The Black Lives Matter movement can’t only be about protests. Anti-racism demonstrations that have erupted across the nation have done a fine job of raising awareness about systemic racism in America and have sent a clear message that there will be no peace without justice, but building a community that supports the betterment of Black people also means—for lack of a more sophisticated way of putting this—having our own shit.
BLM Sacramento has taken its first step towards true Black community building by taking unsolicited donations that it received after the wave of protests that began last summer and using them to purchase a plot of land that it plans to use to build its first-ever home in Sacramento’s Oak Park.
The BLM chapter’s founder, Tanya Faison, spoke to ABC 10 about the organization’s plans and what prompted the move.
From ABC 10:
“We see a lot of performative gestures from the city and the county to where we’re not seeing actual change, it just looks like change, and I’m just sick of seeing that, I’m sick of experiencing that, I want to see actual change,” Faison said.
After the Minnesota police killing of George Floyd, which led to nationwide protests, her chapter received an outpouring of unsolicited donations from across the community. After that, as the year went on, Sacramento homicide numbers started to surge.
“There started being a string of killings throughout Sacramento, intracommunity violence,” Faison said. “So at that point, we want wanted to start impacting the community in a way that provides resources to the community.”
That’s when they came up with the idea to use the donations to buy land and, soon, build a home meant to serve as a bit of a ‘one-stop shop’ resource center and safe space for the black community in the heart of Oak Park.
“Because it’s Oak Park, it’s heavily gentrified, we wanted to bring blackness back into the area,” Faison said.

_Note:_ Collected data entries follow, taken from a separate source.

//! In-process fakes for the platform API and the mail transport.

use std::collections::{HashMap, HashSet};
use std::sync::Mutex;
use std::sync::atomic::{AtomicUsize, Ordering};

use crate::core::{FetchError, MailError};
use crate::mailer::Mailer;
use crate::models::{App, Buildpack, Droplet, SpaceInfo, SpaceRole, SpaceUser};
use crate::platform::PlatformApi;

/// Platform API backed by in-memory fixtures.
///
/// Unknown spaces answer like a missing resource (HTTP 404). Request counters
/// let tests assert on caching and early exits.
#[derive(Debug, Default)]
pub struct FakePlatform {
    apps: Vec<App>,
    buildpacks: Vec<Buildpack>,
    droplets: HashMap<String, Vec<Droplet>>,
    spaces: HashMap<String, SpaceInfo>,
    roles: HashMap<(String, SpaceRole), Vec<SpaceUser>>,
    failing_droplets: HashSet<String>,
    app_requests: AtomicUsize,
    droplet_requests: AtomicUsize,
    space_requests: AtomicUsize,
}

impl FakePlatform {
    /// Add an app to the listing.
    pub fn with_app(mut self, app: App) -> Self {
        self.apps.push(app);
        self
    }

    /// Add a buildpack to the listing.
    pub fn with_buildpack(mut self, buildpack: Buildpack) -> Self {
        self.buildpacks.push(buildpack);
        self
    }

    /// Add a current droplet for `app_guid`. Call twice for an inconsistent app.
    pub fn with_droplet(mut self, app_guid: &str, droplet: Droplet) -> Self {
        self.droplets
            .entry(app_guid.to_string())
            .or_default()
            .push(droplet);
        self
    }

    /// Register a space.
    pub fn with_space(mut self, space: SpaceInfo) -> Self {
        self.spaces.insert(space.guid.clone(), space);
        self
    }

    /// Grant `role` in `space_guid` to the user `guid` named `username`.
    pub fn with_role(
        mut self,
        space_guid: &str,
        role: SpaceRole,
        guid: &str,
        username: &str,
    ) -> Self {
        self.roles
            .entry((space_guid.to_string(), role))
            .or_default()
            .push(SpaceUser::new(guid, username, role));
        self
    }

    /// Make droplet lookups for `app_guid` fail with HTTP 500.
    pub fn failing_droplets_for(mut self, app_guid: &str) -> Self {
        self.failing_droplets.insert(app_guid.to_string());
        self
    }

    /// Number of app listings served.
    pub fn app_requests(&self) -> usize {
        self.app_requests.load(Ordering::SeqCst)
    }

    /// Number of droplet lookups served.
    pub fn droplet_requests(&self) -> usize {
        self.droplet_requests.load(Ordering::SeqCst)
    }

    /// Number of space lookups served.
    pub fn space_requests(&self) -> usize {
        self.space_requests.load(Ordering::SeqCst)
    }
}

impl PlatformApi for FakePlatform {
    async fn list_apps(&self) -> Result<Vec<App>, FetchError> {
        self.app_requests.fetch_add(1, Ordering::SeqCst);
        Ok(self.apps.clone())
    }

    async fn list_buildpacks(&self) -> Result<Vec<Buildpack>, FetchError> {
        Ok(self.buildpacks.clone())
    }

    async fn list_current_droplets(&self, app_guid: &str) -> Result<Vec<Droplet>, FetchError> {
        self.droplet_requests.fetch_add(1, Ordering::SeqCst);
        if self.failing_droplets.contains(app_guid) {
            return Err(FetchError::Status {
                path: format!("/v3/apps/{app_guid}/droplets?current=true"),
                status: 500,
                body: "internal error".to_string(),
            });
        }
        Ok(self.droplets.get(app_guid).cloned().unwrap_or_default())
    }

    async fn list_space_roles(
        &self,
        space_guid: &str,
        role: SpaceRole,
    ) -> Result<Vec<SpaceUser>, FetchError> {
        Ok(self
            .roles
            .get(&(space_guid.to_string(), role))
            .cloned()
            .unwrap_or_default())
    }

    async fn get_space(&self, space_guid: &str) -> Result<SpaceInfo, FetchError> {
        self.space_requests.fetch_add(1, Ordering::SeqCst);
        self.spaces
            .get(space_guid)
            .cloned()
            .ok_or_else(|| FetchError::Status {
                path: format!("/v3/spaces/{space_guid}"),
                status: 404,
                body: String::new(),
            })
    }
}

/// An email captured by [`RecordingMailer`].
#[derive(Debug, Clone, PartialEq, Eq)]
pub struct SentEmail {
    /// Recipient address
    pub recipient: String,
    /// Subject line
    pub subject: String,
    /// Body as UTF-8 text
    pub body: String,
}

/// Mailer that records every accepted email.
#[derive(Debug, Default)]
pub struct RecordingMailer {
    sent: Mutex<Vec<SentEmail>>,
    failing: HashSet<String>,
}

impl RecordingMailer {
    /// Reject every email to `recipient`.
    pub fn failing_for(mut self, recipient: &str) -> Self {
        self.failing.insert(recipient.to_string());
        self
    }

    /// Emails accepted so far, in send order.
    pub fn sent(&self) -> Vec<SentEmail> {
        self.sent.lock().map(|sent| sent.clone()).unwrap_or_default()
    }
}

impl Mailer for RecordingMailer {
    async fn send_email(
        &self,
        recipient: &str,
        subject: &str,
        body: &[u8],
    ) -> Result<(), MailError> {
        if self.failing.contains(recipient) {
            return Err(MailError::Disabled);
        }
        if let Ok(mut sent) = self.sent.lock() {
            sent.push(SentEmail {
                recipient: recipient.to_string(),
                subject: subject.to_string(),
                body: String::from_utf8_lossy(body).into_owned(),
            });
        }
        Ok(())
    }
}
//! Data models for platform resources and notification results.
//!
//! Wire structs mirror the Cloud Foundry V3 JSON objects for apps, droplets
//! and buildpacks. Fields this job does not read are omitted; optional fields
//! default so that older API versions still decode. Timestamps stay as wire
//! strings and are parsed with [`crate::core::parse_timestamp`] where they are
//! compared.

use serde::{Deserialize, Serialize};
use std::collections::BTreeSet;
use std::fmt;

/// Lifecycle state of an app.
#[derive(Debug, Clone, Copy, PartialEq, Eq, Serialize, Deserialize)]
#[serde(rename_all = "SCREAMING_SNAKE_CASE")]
pub enum AppState {
    /// Running; eligible for restage notifications
    Started,
    /// Stopped by its owners
    Stopped,
    /// Any state this job does not know about
    #[serde(other)]
    Unknown,
}

/// A V3 app object.
#[derive(Debug, Clone, PartialEq, Eq, Serialize, Deserialize)]
pub struct App {
    /// App GUID
    pub guid: String,
    /// Display name
    pub name: String,
    /// Lifecycle state
    pub state: AppState,
    /// Creation timestamp
    #[serde(default)]
    pub created_at: String,
    /// Last update timestamp (package or manifest changes)
    #[serde(default)]
    pub updated_at: String,
    /// Buildpack lifecycle configuration
    #[serde(default)]
    pub lifecycle: Lifecycle,
    /// Links to the owning space
    #[serde(default)]
    pub relationships: AppRelationships,
}

impl App {
    /// GUID of the owning space, if the API reported one.
    pub fn space_guid(&self) -> Option<&str> {
        self.relationships
            .space
            .data
            .as_ref()
            .map(|data| data.guid.as_str())
            .filter(|guid| !guid.is_empty())
    }

    /// Whether the app is in the `STARTED` state.
    pub fn is_started(&self) -> bool {
        self.state == AppState::Started
    }
}

/// Lifecycle block of an app (`buildpack` or `docker`).
#[derive(Debug, Clone, Default, PartialEq, Eq, Serialize, Deserialize)]
pub struct Lifecycle {
    /// Lifecycle type
    #[serde(rename = "type", default)]
    pub kind: String,
    /// Declared buildpacks and stack
    #[serde(default)]
    pub data: LifecycleData,
}

/// Declared buildpacks and stack of an app.
#[derive(Debug, Clone, Default, PartialEq, Eq, Serialize, Deserialize)]
pub struct LifecycleData {
    /// Buildpack names or URLs declared in the manifest; empty means auto-detect
    #[serde(default)]
    pub buildpacks: Vec<String>,
    /// Stack name
    #[serde(default)]
    pub stack: Option<String>,
}

/// Relationships of an app.
#[derive(Debug, Clone, Default, PartialEq, Eq, Serialize, Deserialize)]
pub struct AppRelationships {
    /// Owning space
    #[serde(default)]
    pub space: ToOneRelationship,
}

/// A V3 to-one relationship.
#[derive(Debug, Clone, Default, PartialEq, Eq, Serialize, Deserialize)]
pub struct ToOneRelationship {
    /// Related resource, absent when the relationship is unset
    #[serde(default)]
    pub data: Option<RelationshipData>,
}

/// Target of a relationship.
#[derive(Debug, Clone, PartialEq, Eq, Serialize, Deserialize)]
pub struct RelationshipData {
    /// GUID of the related resource
    pub guid: String,
}

/// A V3 droplet object: the built artifact an app runs.
#[derive(Debug, Clone, PartialEq, Eq, Serialize, Deserialize)]
pub struct Droplet {
    /// Droplet GUID
    pub guid: String,
    /// Staging state (`STAGED`, `FAILED`, ...)
    #[serde(default)]
    pub state: String,
    /// Staging error, if any
    #[serde(default)]
    pub error: Option<String>,
    /// When the droplet was built
    pub created_at: String,
    /// Last update timestamp
    #[serde(default)]
    pub updated_at: String,
    /// Buildpacks that took part in staging, in detection order
    #[serde(default)]
    pub buildpacks: Vec<DropletBuildpack>,
}

/// A buildpack recorded on a droplet.
#[derive(Debug, Clone, PartialEq, Eq, Serialize, Deserialize)]
pub struct DropletBuildpack {
    /// Admin buildpack name (the comparison key)
    pub name: String,
    /// Output of the buildpack's detect step
    #[serde(default)]
    pub detect_output: Option<String>,
    /// Name the buildpack reported for itself
    #[serde(default)]
    pub buildpack_name: Option<String>,
    /// Version the buildpack reported for itself
    #[serde(default)]
    pub version: Option<String>,
}

/// A V3 buildpack object as installed on the platform.
#[derive(Debug, Clone, PartialEq, Eq, Serialize, Deserialize)]
pub struct Buildpack {
    /// Buildpack GUID; key of the freshness store
    pub guid: String,
    /// Buildpack name; key for matching against droplets
    pub name: String,
    /// Stack the buildpack targets
    #[serde(default)]
    pub stack: Option<String>,
    /// Uploaded package filename, e.g. `python_buildpack-cflinuxfs3-v1.7.43.zip`
    #[serde(default)]
    pub filename: Option<String>,
    /// Creation timestamp
    #[serde(default)]
    pub created_at: String,
    /// Last update timestamp
    pub updated_at: String,
}

/// Space with the name of its organization, for email context.
#[derive(Debug, Clone, PartialEq, Eq, Serialize, Deserialize)]
pub struct SpaceInfo {
    /// Space GUID
    pub guid: String,
    /// Space name
    pub name: String,
    /// Organization name
    pub org_name: String,
}

/// Space-level roles.
#[derive(Debug, Clone, Copy, PartialEq, Eq, PartialOrd, Ord, Hash, Serialize, Deserialize)]
pub enum SpaceRole {
    /// `space_developer`
    #[serde(rename = "space_developer")]
    Developer,
    /// `space_manager`
    #[serde(rename = "space_manager")]
    Manager,
    /// `space_auditor`
    #[serde(rename = "space_auditor")]
    Auditor,
}

impl SpaceRole {
    /// Roles whose holders are notified about outdated apps.
    pub const OWNERS: [SpaceRole; 2] = [SpaceRole::Developer, SpaceRole::Manager];

    /// Role name as used by the API.
    pub const fn as_str(self) -> &'static str {
        match self {
            Self::Developer => "space_developer",
            Self::Manager => "space_manager",
            Self::Auditor => "space_auditor",
        }
    }

    /// V2 space collection listing the holders of this role.
    pub const fn collection(self) -> &'static str {
        match self {
            Self::Developer => "developers",
            Self::Manager => "managers",
            Self::Auditor => "auditors",
        }
    }

    /// Whether holding this role makes a user an owner.
    pub fn is_owner(self) -> bool {
        Self::OWNERS.contains(&self)
    }
}

impl fmt::Display for SpaceRole {
    fn fmt(&self, f: &mut fmt::Formatter<'_>) -> fmt::Result {
        f.write_str(self.as_str())
    }
}

/// A user holding one or more roles in a space.
#[derive(Debug, Clone, PartialEq, Eq)]
pub struct SpaceUser {
    /// User GUID; identity for de-duplication
    pub guid: String,
    /// Username; the notification address
    pub username: String,
    /// Roles held in the space
    pub roles: BTreeSet<SpaceRole>,
}

impl SpaceUser {
    /// Create a user holding a single role.
    pub fn new(guid: impl Into<String>, username: impl Into<String>, role: SpaceRole) -> Self {
        Self {
            guid: guid.into(),
            username: username.into(),
            roles: BTreeSet::from([role]),
        }
    }

    /// Whether any held role qualifies the user as an owner.
    pub fn is_owner(&self) -> bool {
        self.roles.iter().any(|role| role.is_owner())
    }

    /// Whether the username parses as an email address.
    pub fn has_valid_email(&self) -> bool {
        self.username.parse::<lettre::Address>().is_ok()
    }
}

/// An app whose current droplet predates an update of one of its buildpacks.
#[derive(Debug, Clone, PartialEq, Eq)]
pub struct OutdatedApp {
    /// The app
    pub app: App,
    /// Name of the buildpack that changed after the droplet was built
    pub buildpack: String,
}

/// App as presented in a notification email.
#[derive(Debug, Clone, PartialEq, Eq, Serialize)]
pub struct AppSummary {
    /// App GUID
    pub guid: String,
    /// App name
    pub name: String,
    /// Space name
    pub space_name: String,
    /// Organization name
    pub org_name: String,
}

impl AppSummary {
    /// Summarise `app` in the context of `space`.
    pub fn new(app: &App, space: &SpaceInfo) -> Self {
        Self {
            guid: app.guid.clone(),
            name: app.name.clone(),
            space_name: space.name.clone(),
            org_name: space.org_name.clone(),
        }
    }
}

I’d like to take a second to point out that Faison has provided a prime example of how white people don’t know what they’re talking about when they ask “what about crime within the Black community?” Of course, they’re typically being rhetorical when they ask their racist little question that they don’t believe has an actual answer, but the fact is when crime surges in our communities, there are always efforts by the community to address it and do something about it. A BLM chapter purchasing land to use as a resource center for Black people might be a unique thing, but Black people creating programs meant to curb violence in Black communities is not.
In fact, The Root’s Michael Harriot has already done a brilliant job of including that point when he made his case for why the “Black-on-Black crime” narrative is utter white supremacist nonsense.